1)pretendendo meno da noi stessi;

2)comprendendo che non si può essere graditi a tutti;

3)coltivando le esperienze di piacere dell’autenticità.

Possiamo mescolare questi punti per fare i primi passi verso la liberazione dal giudizio altrui infatti ci consentono di riconoscerci con più leggerezza la possibilità di sbagliare, quella di distinguerci dagli altri, quella di seguire le proprie aspirazioni, i propri sogni ed obiettivi, le proprie inclinazioni.

 

In che modo possiamo cominciare?

Dalle piccole pratiche quotidiane. Se ci mettiamo alla prova scopriamo che non sempre il cammino di affrancamento ed evoluzione personale corre in salita, talora si presenta anzi come una discesa lungo la quale incontrare nuovi stimoli e nuova linfa.

Facciamo un esempio. Esprimere un parere contrario a quello dei colleghi, del capo, degli amici a)non significa scontrarsi con aggressività b)può dare dimostrazione delle nostre conoscenze, competenze, qualità c)può affermare la nostra sincerità e la nostra corretta partecipazione emotiva. Questo vuol dire che in realtà se siamo pacatamente e schiettamente noi stessi ci ritroveremo molto meno tesi, sicuramente più attivi e indipendenti e, almeno potenzialmente, più facilmente riconosciuti per la nostra franchezza.

Peraltro lasciamo così emergere il valore del confronto e dello scambio. Ne usciamo più carichi e molto probabilmente ne usciranno più carichi anche gli altri.

Questa autenticità innesca un processo positivo in noi stessi. Un po’ alla volta ci spoglia del fardello della paura e allenta i freni alla nostra efficacia e alla nostra autonomia. Avvertiamo infatti una sensazione positiva perché ci svincoliamo dall’opprimente limite del timore degli altri e di sé.

Non vi è ragione per ignorare che la nostra diversità sia la maggior ricchezza di cui disponiamo.

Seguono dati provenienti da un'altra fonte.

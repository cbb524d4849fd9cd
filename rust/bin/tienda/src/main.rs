//! `tienda`: inventory form and live inventory view on the command line.
//!
//! Products live in a local document store (redb by default). Every command
//! goes through the same form and view state the library exposes.

mod commands;
mod config;

use clap::builder::NonEmptyStringValueParser;
use clap::{Args, Parser, Subcommand};

use commands::Output;
use commands::product::FieldArgs;

/// Inventory CLI.
#[derive(Parser, Debug)]
#[command(name = "tienda", about = "Inventory form and live inventory view")]
struct Cli {
    /// Path to config file (default: ~/.tienda/config.toml).
    #[arg(long = "config", global = true)]
    config: Option<String>,

    /// Output format: auto, table, cards or json.
    #[arg(long = "output", short = 'o', global = true, default_value = "auto")]
    output: String,

    #[command(subcommand)]
    command: Commands,
}

/// Every form field, as `add` needs them.
#[derive(Args, Debug)]
struct NewProductFields {
    /// Product name.
    #[arg(long, value_parser = NonEmptyStringValueParser::new())]
    name: String,
    /// Sale price, kept as typed.
    #[arg(long = "sale-price", value_parser = NonEmptyStringValueParser::new())]
    sale_price: String,
    /// Supplier price per unit.
    #[arg(long = "supplier-price", value_parser = NonEmptyStringValueParser::new())]
    supplier_price: String,
    /// Units in stock.
    #[arg(long, value_parser = NonEmptyStringValueParser::new())]
    quantity: String,
    /// Expiry date (YYYY-MM-DD). Turns the expiry toggle on.
    #[arg(long, value_parser = NonEmptyStringValueParser::new())]
    expiry: Option<String>,
}

impl NewProductFields {
    fn into_args(self) -> FieldArgs {
        FieldArgs {
            name: Some(self.name),
            sale_price: Some(self.sale_price),
            supplier_price: Some(self.supplier_price),
            quantity: Some(self.quantity),
            expiry: self.expiry,
            no_expiry: false,
        }
    }
}

/// Fields to change on `edit`. Those not given keep their value.
#[derive(Args, Debug)]
struct ProductFields {
    /// Product name.
    #[arg(long, value_parser = NonEmptyStringValueParser::new())]
    name: Option<String>,
    /// Sale price, kept as typed.
    #[arg(long = "sale-price", value_parser = NonEmptyStringValueParser::new())]
    sale_price: Option<String>,
    /// Supplier price per unit.
    #[arg(long = "supplier-price", value_parser = NonEmptyStringValueParser::new())]
    supplier_price: Option<String>,
    /// Units in stock.
    #[arg(long, value_parser = NonEmptyStringValueParser::new())]
    quantity: Option<String>,
    /// Expiry date (YYYY-MM-DD).
    #[arg(long, value_parser = NonEmptyStringValueParser::new())]
    expiry: Option<String>,
}

impl ProductFields {
    fn into_args(self, no_expiry: bool) -> FieldArgs {
        FieldArgs {
            name: self.name,
            sale_price: self.sale_price,
            supplier_price: self.supplier_price,
            quantity: self.quantity,
            expiry: self.expiry,
            no_expiry,
        }
    }
}

#[derive(Subcommand, Debug)]
enum Commands {
    /// Write a config file with the defaults.
    Init {
        /// Overwrite an existing file.
        #[arg(long)]
        force: bool,
    },

    /// Register a product.
    Add {
        #[command(flatten)]
        fields: NewProductFields,
    },

    /// List products with their totals.
    List {
        /// Only products whose name contains this text (any case).
        #[arg(long)]
        filter: Option<String>,
        /// Terminal width used to pick the layout.
        #[arg(long)]
        width: Option<usize>,
    },

    /// Edit a product; fields not given keep their value.
    Edit {
        /// Product ID.
        id: String,
        #[command(flatten)]
        fields: ProductFields,
        /// Remove the expiry date.
        #[arg(long = "no-expiry", conflicts_with = "expiry")]
        no_expiry: bool,
    },

    /// Delete a product.
    Delete {
        /// Product ID.
        id: String,
        /// Skip confirmation.
        #[arg(long = "yes", short = 'y')]
        yes: bool,
    },

    /// Keep the list on screen, refreshed on every change, until Ctrl-C.
    Watch {
        #[arg(long)]
        filter: Option<String>,
        #[arg(long)]
        width: Option<usize>,
    },

    /// Show version.
    Version,
}

#[tokio::main]
async fn main() -> anyhow::Result<()> {
    // Initialize logging. Quiet by default so command output stays clean.
    tracing_subscriber::fmt()
        .with_writer(std::io::stderr)
        .with_env_filter(
            tracing_subscriber::EnvFilter::try_from_default_env()
                .unwrap_or_else(|_| "warn".into()),
        )
        .init();

    let cli = Cli::parse();

    let config_path = cli
        .config
        .map(std::path::PathBuf::from)
        .unwrap_or_else(config::TiendaConfig::default_path);
    let output = Output::parse(&cli.output)?;

    if let Commands::Init { force } = cli.command {
        return commands::init::run(&config_path, force);
    }
    let config = config::TiendaConfig::load(&config_path)?;

    match cli.command {
        Commands::Init { .. } => {}

        Commands::Add { fields } => {
            commands::product::add(&config, &fields.into_args()).await?;
        }

        Commands::List { filter, width } => {
            let width = commands::terminal_width(width);
            commands::inventory::list(&config, filter.as_deref(), output, width).await?;
        }

        Commands::Edit {
            id,
            fields,
            no_expiry,
        } => {
            commands::product::edit(&config, &id, &fields.into_args(no_expiry)).await?;
        }

        Commands::Delete { id, yes } => {
            commands::product::delete(&config, &id, yes).await?;
        }

        Commands::Watch { filter, width } => {
            let width = commands::terminal_width(width);
            commands::inventory::watch(&config, filter.as_deref(), output, width).await?;
        }

        Commands::Version => {
            println!("tienda v{}", env!("CARGO_PKG_VERSION"));
        }
    }

    Ok(())
}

Possiamo spingerci oltre e considerare che la maggior parte delle persone, in verità, non ama chi non si espone, chi si sottrae, chi non esprime la propria personalità. Altra ottima motivazione no?

Le invenzioni, le innovazioni, le grandi formule creative -ricordiamolo- sono sempre state il frutto del coraggio di sottrarsi al giudizio altrui.